C’est aussi le début de son engagement anticolonialiste et le point de départ de centaines d’autres reportages qui le conduiront sur les combats de la guerre d’Espagne, les champs de bataille de la deuxième guerre mondiale, les parades ouvrières au pays des soviets où la foule brandit les portraits de Marx et de Staline …Car HCB se déclare communiste. Photographe peut-être, mais aussi militant du Parti. D’où une certaine tendresse dans son regard sur la vie quotidienne dans les pays placés sous le signe de l’étoile rouge : Russie, Chine, Mongolie etc..
Shanghai, 1949, derniers jours du Kuomintang: les habitants tentent de changer leur argent en or..
Dans ses reportages en Union soviétique, Cartier-Bresson expérimente pour la première fois la couleur, sans être convaincu que cet élément puisse aller au-delà du message que nous transmet l’image noir et blanc. « Pour moi, la couleur est un moyen très important d’information, mais très limité sur le plan de la reproduction, qui reste chimique et non transcendantale, intuitive comme une peinture . A la différence du noir, donnant la gamme la plus complexe, la couleur n’offre qu’une gamme tout à fait fragmentaire ».

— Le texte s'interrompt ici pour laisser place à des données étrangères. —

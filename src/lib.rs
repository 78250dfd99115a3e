// Copyright 2025 Cowboy AI, LLC.

//! # Budget Events
//!
//! Event-sourcing core for a budgeting application that syncs between
//! devices without a central server.
//!
//! Every change is recorded as an immutable [`Event`] stamped with a
//! [`VectorClock`]. Devices exchange encoded events, merge foreign clocks into
//! their own, and keep each aggregate's log in a deterministic causal order so
//! that replay gives the same state everywhere.
//!
//! - **Vector clocks**: [`VectorClock`] and the per-device [`DeviceClock`]
//! - **Events**: [`Event`], [`EventMetadata`] and the [`EventPayload`] union
//! - **Ordering**: [`causal_cmp`] and [`causal_order`]
//! - **Codec**: [`EventSerializer`] with a registry of known event types
//! - **Logs and replay**: [`EventLog`], [`Aggregate`], [`Replay`]
//! - **Sync**: [`Device`] over any [`EventStore`]
//!
//! ## Example
//!
//! ```rust
//! use budget_events::{Event, EventSerializer, VectorClock, AccountCreated};
//!
//! let event = Event::create(
//!     "account-1",
//!     "dev-A",
//!     VectorClock::from_entries([("dev-A", 1)]),
//!     AccountCreated::new("Checking"),
//! )?;
//!
//! let serializer = EventSerializer::new();
//! let bytes = serializer.encode(&event)?;
//! assert_eq!(serializer.decode(&bytes)?, event);
//! # Ok::<(), budget_events::EventError>(())
//! ```

#![warn(missing_docs)]

mod account;
mod config;
mod device_clock;
mod errors;
mod event_log;
mod events;
mod identifiers;
mod ordering;
mod replay;
mod serializer;
mod vector_clock;
pub mod infrastructure;

pub use account::{Account, AccountStatus};
pub use config::{CompatibilityMode, SerializerConfig, SyncConfig};
pub use device_clock::DeviceClock;
pub use errors::{EventError, EventResult};
pub use event_log::{EventLog, EventLogBatch, InsertOutcome};
pub use events::{
    AccountClosed, AccountCreated, AccountNameChanged, DomainEvent, Event, EventMetadata,
    EventPayload,
};
pub use identifiers::{AggregateId, DeviceId, EventId};
pub use infrastructure::{
    load_event_log, AuthoredEvent, Device, EventStore, InMemoryEventStore, IngestFailure,
    IngestOutcome, SchemaEvolution, SimpleUpcaster, SyncReport, Upcaster,
};
pub use ordering::{causal_cmp, causal_order, tie_break};
pub use replay::{replay, Aggregate, Replay, ReplayError, ReplayStats};
pub use serializer::{lookup_schema, registered_schemas, EventEnvelope, EventSchema, EventSerializer};
pub use vector_clock::{ClockOrdering, VectorClock};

HCB au Centre Pompidou jusqu’en juin…
La rétrospective du centre Pompidou n’oublie aucun aspect de son itinéraire. Là est sans doute sa richesse. On y voit même HCB dans les films de Jean Renoir, tantôt assistant, tantôt acteur. Il estimait que le cinéma était porteur d’un message très fort, peut-être plus que la photo. C’est pourtant grâce à l’image fixe, à ces milliers de scènes de vie saisies au hasard de ses reportages et de ses voyages, que son œuvre restera dans nos mémoires.